**What this task involves**
From the line containing "use std::sync::Arc;" down to the final line of the entries below, restate each line word for word and add nothing.

(Records from a collection)

----

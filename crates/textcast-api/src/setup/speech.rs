//! Narration pipeline setup

use anyhow::{Context, Result};
use std::sync::Arc;
use std::time::Duration;
use textcast_core::Config;
use textcast_processing::{
    AudioFormat, AzureSpeechSynthesizer, FfmpegTranscoder, Narrator, VoiceProfile,
};

pub fn voice_profile(config: &Config) -> VoiceProfile {
    VoiceProfile {
        language: config.speech_language().to_string(),
        voice: config.speech_voice().to_string(),
        style: config.speech_style().to_string(),
        style_degree: config.speech_style_degree().to_string(),
    }
}

pub fn setup_narrator(config: &Config) -> Result<Arc<Narrator>> {
    let synthesizer = AzureSpeechSynthesizer::new(
        config.azure_speech_key().to_string(),
        config.azure_service_region(),
        config.speech_endpoint().map(String::from),
        Duration::from_secs(config.speech_timeout_secs()),
    )
    .context("Failed to create speech client")?;

    let format: AudioFormat = config
        .speech_output_format()
        .parse()
        .context("Invalid SPEECH_OUTPUT_FORMAT")?;

    let mut narrator = Narrator::new(
        Arc::new(synthesizer),
        Arc::new(FfmpegTranscoder::new(config.ffmpeg_path())),
        voice_profile(config),
    )
    .with_format(format);

    if let Some(dir) = config.audio_work_dir() {
        narrator = narrator.with_work_dir(dir);
    }

    tracing::info!(
        region = %config.azure_service_region(),
        voice = %config.speech_voice(),
        format = ?format,
        "Narration pipeline initialized"
    );

    Ok(Arc::new(narrator))
}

----

**Answer for this exercise**
use std::sync::Arc;
use std::time::Duration;
use textcast_core::Config;
use textcast_processing::{
    AudioFormat, AzureSpeechSynthesizer, FfmpegTranscoder, Narrator, VoiceProfile,
};

pub fn voice_profile(config: &Config) -> VoiceProfile {
    VoiceProfile {
        language: config.speech_language().to_string(),
        voice: config.speech_voice().to_string(),
        style: config.speech_style().to_string(),
        style_degree: config.speech_style_degree().to_string(),
    }
}

pub fn setup_narrator(config: &Config) -> Result<Arc<Narrator>> {
    let synthesizer = AzureSpeechSynthesizer::new(
        config.azure_speech_key().to_string(),
        config.azure_service_region(),
        config.speech_endpoint().map(String::from),
        Duration::from_secs(config.speech_timeout_secs()),
    )
    .context("Failed to create speech client")?;

    let format: AudioFormat = config
        .speech_output_format()
        .parse()
        .context("Invalid SPEECH_OUTPUT_FORMAT")?;

    let mut narrator = Narrator::new(
        Arc::new(synthesizer),
        Arc::new(FfmpegTranscoder::new(config.ffmpeg_path())),
        voice_profile(config),
    )
    .with_format(format);

    if let Some(dir) = config.audio_work_dir() {
        narrator = narrator.with_work_dir(dir);
    }

    tracing::info!(
        region = %config.azure_service_region(),
        voice = %config.speech_voice(),
        format = ?format,
        "Narration pipeline initialized"
    );

    Ok(Arc::new(narrator))
}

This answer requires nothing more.